蜘蛛の巣の昼下がり
生け垣の枝の間に、蜘蛛の巣がかかっている。曇天の昼下がり、光はどこからともなく均等に降り注ぎ、影を一切作らない。巣は完全な円からはほど遠く、左下がりに歪んでいる。中心から放射状に伸びる糸のうち数本は、途中で角度を変えており、張りが不均一だ。生け垣の葉の表面は湿り気を帯びて、光を鈍く反射している。
糸の張り具合
湿度の高さが糸に重みを加えているようだ。乾燥した日ならもっとピンと張るのだろうが、今日は全体的にたるみが目立つ。一本一本の糸が、空気中の水分を吸って伸びたような印象を与える。対角線を走る一本の糸は他のものより太く、枝から枝へ橋をかけている。その途中に巻きついた綿埃のような塊があり、蜘蛛が糸を補強した跡だろう。糸の交点には小さな玉ができている。横糸は細く規則的に巻かれているが、部分的に途切れて垂れ下がっている。垂れ下がった糸の先端には、小石のような埃の塊が付いている。太陽光がないため、糸は白く浮かび上がることもなく、かすんで見える。しかし、背景の暗い葉とのコントラストで、かろうじて存在が分かる。
動かない静けさ
風がない。
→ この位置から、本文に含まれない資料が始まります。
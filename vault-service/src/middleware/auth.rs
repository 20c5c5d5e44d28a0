use axum::{
    extract::FromRequestParts,
    http::{request::Parts, HeaderMap},
};
use axum_extra::extract::cookie::{Cookie, CookieJar, SameSite};
use vault_core::error::AppError;

use crate::{services::SessionClaims, AppState};

pub const SESSION_COOKIE: &str = "vault_session";

pub fn session_cookie(token: String, max_age_seconds: i64, secure: bool) -> Cookie<'static> {
    Cookie::build((SESSION_COOKIE, token))
        .path("/")
        .http_only(true)
        .same_site(SameSite::Lax)
        .secure(secure)
        .max_age(time::Duration::seconds(max_age_seconds))
        .build()
}

/// An empty, already-expired session cookie.
pub fn cleared_session_cookie(secure: bool) -> Cookie<'static> {
    Cookie::build((SESSION_COOKIE, ""))
        .path("/")
        .http_only(true)
        .same_site(SameSite::Lax)
        .secure(secure)
        .max_age(time::Duration::ZERO)
        .build()
}

/// Verify the session cookie carried in `headers`, if any.
pub fn session_claims(state: &AppState, headers: &HeaderMap) -> Option<SessionClaims> {
    let jar = CookieJar::from_headers(headers);
    let token = jar.get(SESSION_COOKIE)?.value().to_string();

    match state.jwt.verify_session(&token) {
        Ok(claims) => Some(claims),
        Err(e) => {
            tracing::debug!(error = %e, "Session cookie rejected");
            None
        }
    }
}

/// Identity of the caller, re-derived from the signed session cookie.
#[derive(Debug, Clone)]
pub struct SessionUser(pub SessionClaims);

#[axum::async_trait]
impl FromRequestParts<AppState> for SessionUser {
    type Rejection = AppError;

    async fn from_request_parts(
        parts: &mut Parts,
        state: &AppState,
    ) -> Result<Self, Self::Rejection> {
        session_claims(state, &parts.headers)
            .map(SessionUser)
            .ok_or_else(|| AppError::Unauthorized(anyhow::anyhow!("Authentication required")))
    }
}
蜘蛛の巣はまったく揺れない。時折、遠くを電車が通過する音が聞こえるが、その振動はここまで届かない。巣の中心は、まるで時間の流れから切り離されたように静止している。蜘蛛の姿はなく、巣は放棄されたように見える。破れ目から向こう側の葉の形が透けて見える。破れ目の縁の糸は少し丸まっており、古い損傷であることが分かる。まぶたを指でこすり、もう一度巣を見つめる。変化はない。数分間、私はそこに立ち尽くした。足の裏にアスファルトの堅さを感じる。湿気を含んだ空気が肌にまとわりつく。やがて、視線を巣からそらし、別の方向へ歩き出した。背後では、何も変わらなかった。